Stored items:

::::

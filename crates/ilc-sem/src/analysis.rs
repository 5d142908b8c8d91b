//! The five-pass semantic analyzer (spec.md §4.3).
//!
//! Rationale for the pass split: routines and types may be referenced
//! before their top-level declaration appears in source order, so
//! names are hoisted before any body is walked.

use crate::scope::SymbolTable;
use crate::types::{RoutineSig, Type};
use ilc_par::ast::{BinOp, Expression, LValue, Param, Program, Statement, TypeExpr, UnOp};
use ilc_util::diagnostic::{DiagnosticBuilder, Kind};
use ilc_util::{Handler, Span, Symbol};

pub struct Analyzer<'a> {
    table: SymbolTable,
    handler: &'a Handler,
    return_type_stack: Vec<Option<Type>>,
}

/// Runs all five passes over `program`. Returns the populated symbol
/// table — which `ilc-gen` needs for local-slot and descriptor
/// information — iff no errors were reported; a non-empty diagnostic
/// list aborts the pipeline before optimization (spec.md §7.3).
pub fn analyze(program: &Program, handler: &Handler) -> Option<SymbolTable> {
    let mut analyzer = Analyzer {
        table: SymbolTable::new(),
        handler,
        return_type_stack: Vec::new(),
    };
    analyzer.pass1_hoist_types(program);
    analyzer.pass2_hoist_routines(program);
    analyzer.pass3_hoist_vars(program);
    analyzer.pass4_routine_bodies(program);
    analyzer.pass5_remaining(program);

    if handler.has_errors() {
        None
    } else {
        Some(analyzer.table)
    }
}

::::

▶ [Problem to work on] Copy each line of the entries exactly.

▶ [Reply]
filename crates/ilc-sem/src/analysis.rs
repository 5d142908b8c8d91b
//! The five-pass semantic analyzer (spec.md §4.3).
//!
//! Rationale for the pass split: routines and types may be referenced
//! before their top-level declaration appears in source order, so
//! names are hoisted before any body is walked.

use crate::scope::SymbolTable;
use crate::types::{RoutineSig, Type};
use ilc_par::ast::{BinOp, Expression, LValue, Param, Program, Statement, TypeExpr, UnOp};
use ilc_util::diagnostic::{DiagnosticBuilder, Kind};
use ilc_util::{Handler, Span, Symbol};

pub struct Analyzer<'a> {
    table: SymbolTable,
    handler: &'a Handler,
    return_type_stack: Vec<Option<Type>>,
}

/// Runs all five passes over `program`. Returns the populated symbol
/// table — which `ilc-gen` needs for local-slot and descriptor
/// information — iff no errors were reported; a non-empty diagnostic
/// list aborts the pipeline before optimization (spec.md §7.3).
pub fn analyze(program: &Program, handler: &Handler) -> Option<SymbolTable> {
    let mut analyzer = Analyzer {
        table: SymbolTable::new(),
        handler,
        return_type_stack: Vec::new(),
    };
    analyzer.pass1_hoist_types(program);
    analyzer.pass2_hoist_routines(program);
    analyzer.pass3_hoist_vars(program);
    analyzer.pass4_routine_bodies(program);
    analyzer.pass5_remaining(program);

    if handler.has_errors() {
        None
    } else {
        Some(analyzer.table)
    }
}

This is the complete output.